Opponents, however, and even some supporters acknowledge that legislation will still face serious obstacles if it is ever to become law.
In addition to legalizing marijuana the bill would require federal courts to expunge convictions for marijuana offenses and would include a 5 percent tax on marijuana sales to create a Cannabis Justice Office, allocate federal resources to communities that have been negatively impacted by the war on drugs and allow the Small Business Administration to issue loans and grants to marijuana-related businesses.
It’s believed to be the first time a congressional committee has backed legislation to decriminalize marijuana at the federal level. Eleven states and Washington, D.C., have already done so.
But there are many more steps that must be cleared before the measure can ever become law.
For one, the Judiciary Committee is only one of seven other House committees all looking at this and any or all of them could enter the debate with different views or terms of reference.
And there are no guarantees that this, or any amended bill would pass the Democratic-led House because there is division over whether to try to push through sweeping legislation in a format like the MORE Act or to go slower covering one aspect at a time.
The biggest hurdle, irrespective of any finalized terms the Bill tries to enact will be its arrival in the Republican-controlled Senate. Both opponents and supporters agree on this.
Doug Collins of Georgia, the ranking Republican on the Judiciary Committee, stated Wednesday that “This bill is nearly devoid of bipartisan support”.
Ken Buck of Colorado, another Republican on the committee, said he didn’t think a majority of the Republicans will support this bill and it is even less likely that the Senate would take it up.
The legislation’s primary sponsor, Jerrold Nadler, D-N.Y., the committee’s chairman, said he, too, assumed that the Senate wouldn’t accept the bill “as it stood”. But he said he didn’t agree with the argument that “the Senate won’t take this bill”.
One factor politicians will need to take into account is that in a recent survey from the Pew Research Center, more than half of U.S. adults said medical and recreational marijuana should be legal, with only 8 per cent of adults saying it should be illegal in all forms.
With elections looming Democrats could well try to use Republican opposition as a means of showing they are out of touch with voters views, particularly in those states where marijuana has been legalised some of which could be crucial in deciding the outcome.
Should the bill ever make it through Congress, it must then be signed by the president before becoming law.

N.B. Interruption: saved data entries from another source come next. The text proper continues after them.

use std::fmt;

use super::BoundFields;

type Mutation<R, M> = Box<dyn Fn(&R, &mut M) + Send + Sync>;

/// Declarative `field -> mutation` table. Registering a field again replaces
/// its mutation.
pub struct PatchMap<R, M> {
    entries: Vec<(String, Mutation<R, M>)>,
}

impl<R, M> Default for PatchMap<R, M> {
    fn default() -> Self {
        Self {
            entries: Vec::new(),
        }
    }
}

impl<R, M> fmt::Debug for PatchMap<R, M> {
    fn fmt(&self, f: &mut fmt::Formatter<'_>) -> fmt::Result {
        f.debug_list()
            .entries(self.entries.iter().map(|(field, _)| field))
            .finish()
    }
}

impl<R, M> PatchMap<R, M> {
    pub fn new() -> Self {
        Self::default()
    }

    pub fn map<F>(mut self, field: &str, mutation: F) -> Self
    where
        F: Fn(&R, &mut M) + Send + Sync + 'static,
    {
        let mutation: Mutation<R, M> = Box::new(mutation);
        match self
            .entries
            .iter_mut()
            .find(|(name, _)| name.eq_ignore_ascii_case(field))
        {
            Some(entry) => entry.1 = mutation,
            None => self.entries.push((field.to_string(), mutation)),
        }
        self
    }

    /// Copy one request value onto the target.
    pub fn assign<V, G, S>(self, field: &str, get: G, set: S) -> Self
    where
        G: Fn(&R) -> V + Send + Sync + 'static,
        S: Fn(&mut M, V) + Send + Sync + 'static,
    {
        self.map(field, move |request, target| set(target, get(request)))
    }

    pub fn contains(&self, field: &str) -> bool {
        self.entries
            .iter()
            .any(|(name, _)| name.eq_ignore_ascii_case(field))
    }

    pub fn fields(&self) -> impl Iterator<Item = &str> {
        self.entries.iter().map(|(field, _)| field.as_str())
    }

    pub fn len(&self) -> usize {
        self.entries.len()
    }

    pub fn is_empty(&self) -> bool {
        self.entries.is_empty()
    }

    /// Run the mutations whose field is bound. Returns the fields applied,
    /// in table order.
    pub fn apply(&self, bound: &BoundFields, request: &R, target: &mut M) -> Vec<String> {
        let mut applied = Vec::new();
        for (field, mutation) in &self.entries {
            if bound.contains(field) {
                mutation(request, target);
                applied.push(field.clone());
            }
        }
        applied
    }
}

President Donald Trump hasn’t explicitly said whether he thinks the federal government should be in the business of regulating marijuana. The closest he came was in April 2019, when he said he could support legislation that provided protection over legal marijuana activities in states that had approved them.
Apart from all the arguments for and against legalization the current situation where marijuana is legal in some states but illegal at a federal level defies logic. As someone commented, a visitor to a state where recreational use is legal, who then leaves the US and attempts to return, could be denied entry if, on the visa application, admitted using the drug even though it had been perfectly legal to do so when previously in the country.